OM is a painful inflammatory condition of the oral mucosa, derived from the toxic effects of chemotherapy and radiotherapy. High OM severity is frequently present in HSCT pediatric patients, who exhibit multiple painful ulcers that limit their mastication and swallowing, leading to poor nutritional status. Few studies have demonstrated OM clinical outcomes in young patients undergoing HSCT. Feasibility of oral care and LLLT on OM prophylaxis and treatment is also poorly discussed. The aim of this study was to describe a specialized oral care protocol that included LLLT for pediatric patients undergoing transplantation and to demonstrate the clinical outcomes after OM prevention and treatment. Data from OM-related morbidity were collected from 51 HSCT pediatric patients treated daily with LLLT, followed by standard oral care protocols. All the patients, even infants and young children, accepted the daily oral care and LLLT well. The majority (80.0%) only exhibited erythema in the oral mucosa, and the maximum OM degree was WHO II. Patients who had undergone autologous and HLA-haploidentical transplants showed OM with the lowest severity. The frequency of total body irradiation and methotrexate prescriptions was higher in adolescents when compared with infants (p = 0.044), and adolescents also exhibited OM more severely than infants and young children. We found that good clinical outcomes were obtained using this therapy, mainly in regard to the control of OM severity and pain reduction in the oral cavity. Specialized oral care, including LLLT, is feasible and affordable for HSCT pediatric patients, although some adaptation in the patient's oral hygiene routine must be adopted with help from parents/companions and clinical staff.

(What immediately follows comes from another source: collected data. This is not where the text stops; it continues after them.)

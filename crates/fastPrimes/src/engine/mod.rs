//! Layer 3: Engine
//!
//! This layer provides the parallel execution engine for prime filtering.
//! It distributes candidate chunks across CPU cores and gathers the primes
//! into a per-call concurrent sink.

// Parallel execution engine using CPU threads
pub mod executor;

// Concurrent result containers
pub mod sink;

口腔黏膜炎是一种口腔黏膜的疼痛性炎症状态,由化疗和放疗的毒性作用引起。在接受造血干细胞移植(HSCT)的儿科患者中,口腔黏膜炎的严重程度通常较高,这些患者会出现多个疼痛性溃疡,限制了他们的咀嚼和吞咽,导致营养状况不佳。很少有研究表明接受HSCT的年轻患者的口腔黏膜炎临床结局。口腔护理和低强度激光疗法(LLLT)在口腔黏膜炎预防和治疗方面的可行性也很少被讨论。本研究的目的是描述一种专门的口腔护理方案,该方案包括对接受移植的儿科患者进行LLLT,并展示口腔黏膜炎预防和治疗后的临床结局。从51名每天接受LLLT治疗、随后遵循标准口腔护理方案的HSCT儿科患者中收集了与口腔黏膜炎相关的发病率数据。所有患者,即使是婴幼儿,都很好地接受了每日口腔护理和LLLT。大多数患者(80.0%)仅表现为口腔黏膜红斑,口腔黏膜炎的最大程度为世界卫生组织(WHO)二级。接受自体移植和人类白细胞抗原(HLA)单倍型相合移植的患者口腔黏膜炎严重程度最低。与婴儿相比,青少年全身照射和甲氨蝶呤处方的频率更高(p = 0.044),青少年的口腔黏膜炎也比婴幼儿更严重。我们发现使用这种疗法获得了良好的临床结局,主要体现在控制口腔黏膜炎严重程度和减轻口腔疼痛方面。专门的口腔护理,包括LLLT,对HSCT儿科患者来说是可行且经济实惠的,尽管在家长/陪伴者和临床工作人员的帮助下,必须对患者的口腔卫生常规进行一些调整。